Collected data
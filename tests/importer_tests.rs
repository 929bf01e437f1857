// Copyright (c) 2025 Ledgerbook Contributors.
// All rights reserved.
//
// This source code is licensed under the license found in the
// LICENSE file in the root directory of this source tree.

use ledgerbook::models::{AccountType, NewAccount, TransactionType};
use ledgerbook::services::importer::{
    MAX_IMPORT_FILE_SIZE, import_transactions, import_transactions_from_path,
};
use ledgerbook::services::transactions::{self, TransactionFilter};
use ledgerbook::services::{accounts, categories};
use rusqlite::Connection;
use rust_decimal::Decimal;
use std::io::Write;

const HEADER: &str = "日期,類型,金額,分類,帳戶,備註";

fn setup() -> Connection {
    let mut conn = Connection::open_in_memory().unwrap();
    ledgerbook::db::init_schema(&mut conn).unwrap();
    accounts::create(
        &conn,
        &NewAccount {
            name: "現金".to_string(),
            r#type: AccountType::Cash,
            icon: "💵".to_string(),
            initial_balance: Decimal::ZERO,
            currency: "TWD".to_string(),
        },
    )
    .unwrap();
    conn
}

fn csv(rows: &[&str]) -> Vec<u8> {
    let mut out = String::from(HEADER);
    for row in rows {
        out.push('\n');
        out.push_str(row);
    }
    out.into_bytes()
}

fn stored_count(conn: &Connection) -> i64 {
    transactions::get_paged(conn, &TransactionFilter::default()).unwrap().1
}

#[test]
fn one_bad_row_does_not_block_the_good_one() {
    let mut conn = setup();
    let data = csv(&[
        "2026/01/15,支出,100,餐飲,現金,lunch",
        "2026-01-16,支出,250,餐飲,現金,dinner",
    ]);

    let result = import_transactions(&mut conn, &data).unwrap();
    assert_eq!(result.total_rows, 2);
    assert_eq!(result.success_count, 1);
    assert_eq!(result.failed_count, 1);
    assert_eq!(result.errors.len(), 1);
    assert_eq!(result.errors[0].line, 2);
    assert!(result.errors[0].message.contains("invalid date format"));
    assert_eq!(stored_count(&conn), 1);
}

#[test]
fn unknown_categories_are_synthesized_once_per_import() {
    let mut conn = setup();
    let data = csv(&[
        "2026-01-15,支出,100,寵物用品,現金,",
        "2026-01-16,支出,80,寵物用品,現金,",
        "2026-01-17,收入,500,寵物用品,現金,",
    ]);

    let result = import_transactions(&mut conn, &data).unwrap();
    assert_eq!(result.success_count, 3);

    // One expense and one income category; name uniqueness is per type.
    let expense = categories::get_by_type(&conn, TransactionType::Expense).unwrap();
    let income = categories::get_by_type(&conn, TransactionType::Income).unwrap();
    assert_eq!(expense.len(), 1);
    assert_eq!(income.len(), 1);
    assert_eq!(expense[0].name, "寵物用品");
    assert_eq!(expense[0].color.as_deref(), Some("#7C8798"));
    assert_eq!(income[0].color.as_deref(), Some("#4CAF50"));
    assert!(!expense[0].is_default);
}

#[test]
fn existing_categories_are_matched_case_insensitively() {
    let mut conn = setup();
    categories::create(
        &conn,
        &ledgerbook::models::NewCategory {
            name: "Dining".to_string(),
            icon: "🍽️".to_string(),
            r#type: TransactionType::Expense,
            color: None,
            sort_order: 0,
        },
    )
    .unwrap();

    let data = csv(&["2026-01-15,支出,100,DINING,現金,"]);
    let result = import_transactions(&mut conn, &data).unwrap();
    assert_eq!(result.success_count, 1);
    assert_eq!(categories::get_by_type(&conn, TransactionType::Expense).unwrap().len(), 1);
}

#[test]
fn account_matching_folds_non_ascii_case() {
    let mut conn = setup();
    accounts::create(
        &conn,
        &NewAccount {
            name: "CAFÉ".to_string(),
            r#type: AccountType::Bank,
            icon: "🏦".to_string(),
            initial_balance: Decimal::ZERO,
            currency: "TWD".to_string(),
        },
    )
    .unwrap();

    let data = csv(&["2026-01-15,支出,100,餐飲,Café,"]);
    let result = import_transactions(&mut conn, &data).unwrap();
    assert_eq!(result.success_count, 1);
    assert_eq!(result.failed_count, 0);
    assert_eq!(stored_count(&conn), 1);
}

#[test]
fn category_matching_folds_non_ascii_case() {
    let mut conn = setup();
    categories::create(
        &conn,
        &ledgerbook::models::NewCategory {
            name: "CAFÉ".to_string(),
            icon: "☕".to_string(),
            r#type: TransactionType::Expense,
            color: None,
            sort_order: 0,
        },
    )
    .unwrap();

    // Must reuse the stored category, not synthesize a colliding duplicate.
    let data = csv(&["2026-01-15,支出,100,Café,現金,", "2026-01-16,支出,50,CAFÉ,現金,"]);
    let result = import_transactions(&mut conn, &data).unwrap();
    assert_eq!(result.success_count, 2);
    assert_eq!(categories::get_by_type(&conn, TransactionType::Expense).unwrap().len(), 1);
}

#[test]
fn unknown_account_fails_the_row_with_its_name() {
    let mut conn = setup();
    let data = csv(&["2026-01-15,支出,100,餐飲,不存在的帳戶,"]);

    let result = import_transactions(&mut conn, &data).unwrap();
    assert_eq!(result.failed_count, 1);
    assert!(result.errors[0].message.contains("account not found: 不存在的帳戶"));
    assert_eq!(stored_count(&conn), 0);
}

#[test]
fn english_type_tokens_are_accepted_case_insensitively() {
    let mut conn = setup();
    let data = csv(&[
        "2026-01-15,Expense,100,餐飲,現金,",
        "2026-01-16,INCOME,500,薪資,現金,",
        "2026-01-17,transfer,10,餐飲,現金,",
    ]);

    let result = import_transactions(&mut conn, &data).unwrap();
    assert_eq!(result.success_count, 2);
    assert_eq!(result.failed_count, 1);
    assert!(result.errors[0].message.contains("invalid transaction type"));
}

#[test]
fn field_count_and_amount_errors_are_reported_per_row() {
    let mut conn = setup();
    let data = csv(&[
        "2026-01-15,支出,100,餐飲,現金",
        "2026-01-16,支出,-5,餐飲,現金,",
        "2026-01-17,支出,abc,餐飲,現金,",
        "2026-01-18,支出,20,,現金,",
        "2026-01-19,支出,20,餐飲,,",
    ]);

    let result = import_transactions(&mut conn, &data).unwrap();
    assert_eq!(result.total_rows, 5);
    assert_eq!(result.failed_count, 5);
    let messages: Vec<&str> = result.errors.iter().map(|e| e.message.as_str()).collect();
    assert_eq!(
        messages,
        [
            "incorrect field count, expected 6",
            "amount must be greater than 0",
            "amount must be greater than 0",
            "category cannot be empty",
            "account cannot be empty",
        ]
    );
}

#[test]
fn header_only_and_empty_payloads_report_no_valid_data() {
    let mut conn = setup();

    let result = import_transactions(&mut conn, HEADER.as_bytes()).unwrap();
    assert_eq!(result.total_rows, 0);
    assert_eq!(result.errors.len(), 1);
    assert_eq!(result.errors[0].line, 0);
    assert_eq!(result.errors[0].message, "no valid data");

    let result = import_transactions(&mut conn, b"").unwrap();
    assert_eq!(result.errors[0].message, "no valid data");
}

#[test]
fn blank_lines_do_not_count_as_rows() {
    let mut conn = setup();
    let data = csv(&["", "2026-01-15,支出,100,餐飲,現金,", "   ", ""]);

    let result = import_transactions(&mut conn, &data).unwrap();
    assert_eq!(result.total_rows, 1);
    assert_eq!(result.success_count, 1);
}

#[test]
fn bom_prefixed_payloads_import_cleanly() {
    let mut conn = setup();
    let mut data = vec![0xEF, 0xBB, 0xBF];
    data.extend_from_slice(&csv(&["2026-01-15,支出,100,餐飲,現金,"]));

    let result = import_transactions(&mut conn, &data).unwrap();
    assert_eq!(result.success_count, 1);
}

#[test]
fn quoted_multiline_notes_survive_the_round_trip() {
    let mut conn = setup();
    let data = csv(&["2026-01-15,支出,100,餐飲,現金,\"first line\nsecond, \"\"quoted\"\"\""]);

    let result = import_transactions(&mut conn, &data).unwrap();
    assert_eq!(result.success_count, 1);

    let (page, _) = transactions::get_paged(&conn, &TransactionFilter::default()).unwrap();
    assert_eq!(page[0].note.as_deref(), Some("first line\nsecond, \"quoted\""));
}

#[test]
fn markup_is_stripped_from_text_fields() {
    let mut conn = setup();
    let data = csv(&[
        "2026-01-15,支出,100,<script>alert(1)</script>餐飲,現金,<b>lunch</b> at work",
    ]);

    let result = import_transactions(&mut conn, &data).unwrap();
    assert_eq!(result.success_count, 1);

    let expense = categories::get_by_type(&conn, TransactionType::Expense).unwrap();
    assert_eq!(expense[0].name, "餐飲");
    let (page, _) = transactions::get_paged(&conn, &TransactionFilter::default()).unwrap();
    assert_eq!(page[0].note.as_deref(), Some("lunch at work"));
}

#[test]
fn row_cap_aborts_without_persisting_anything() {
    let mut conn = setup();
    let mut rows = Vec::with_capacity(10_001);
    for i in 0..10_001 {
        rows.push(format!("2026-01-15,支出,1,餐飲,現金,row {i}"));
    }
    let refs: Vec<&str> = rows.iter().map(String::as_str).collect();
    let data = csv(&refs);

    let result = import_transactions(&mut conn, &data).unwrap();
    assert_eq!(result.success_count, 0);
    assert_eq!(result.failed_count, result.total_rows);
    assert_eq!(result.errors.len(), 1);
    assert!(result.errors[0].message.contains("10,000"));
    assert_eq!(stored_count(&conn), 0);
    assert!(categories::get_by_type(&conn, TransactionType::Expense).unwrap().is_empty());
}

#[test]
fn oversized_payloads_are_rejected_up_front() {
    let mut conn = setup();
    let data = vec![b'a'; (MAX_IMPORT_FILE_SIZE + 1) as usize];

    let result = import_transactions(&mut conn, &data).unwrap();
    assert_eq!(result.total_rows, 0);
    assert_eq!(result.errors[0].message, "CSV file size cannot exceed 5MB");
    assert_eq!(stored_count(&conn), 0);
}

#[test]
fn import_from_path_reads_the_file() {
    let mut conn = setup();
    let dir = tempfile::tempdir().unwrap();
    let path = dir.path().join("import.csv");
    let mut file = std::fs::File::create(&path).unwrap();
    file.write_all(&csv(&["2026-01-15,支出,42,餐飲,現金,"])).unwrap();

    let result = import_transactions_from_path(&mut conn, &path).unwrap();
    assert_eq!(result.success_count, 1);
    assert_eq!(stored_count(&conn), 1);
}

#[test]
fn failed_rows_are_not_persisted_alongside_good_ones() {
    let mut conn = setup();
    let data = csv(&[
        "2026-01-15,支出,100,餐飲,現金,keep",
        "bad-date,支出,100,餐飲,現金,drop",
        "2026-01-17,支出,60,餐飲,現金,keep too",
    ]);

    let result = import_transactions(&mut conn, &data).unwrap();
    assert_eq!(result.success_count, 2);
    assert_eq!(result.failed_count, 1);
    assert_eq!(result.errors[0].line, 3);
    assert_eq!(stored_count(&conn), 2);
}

> _TASK BRIEF_:
Scan the data above, find each line with "first", and copy it.

> _RESULT_:
    let data = csv(&["2026-01-15,支出,100,餐飲,現金,\"first line\nsecond, \"\"quoted\"\"\""]);
    assert_eq!(page[0].note.as_deref(), Some("first line\nsecond, \"quoted\""));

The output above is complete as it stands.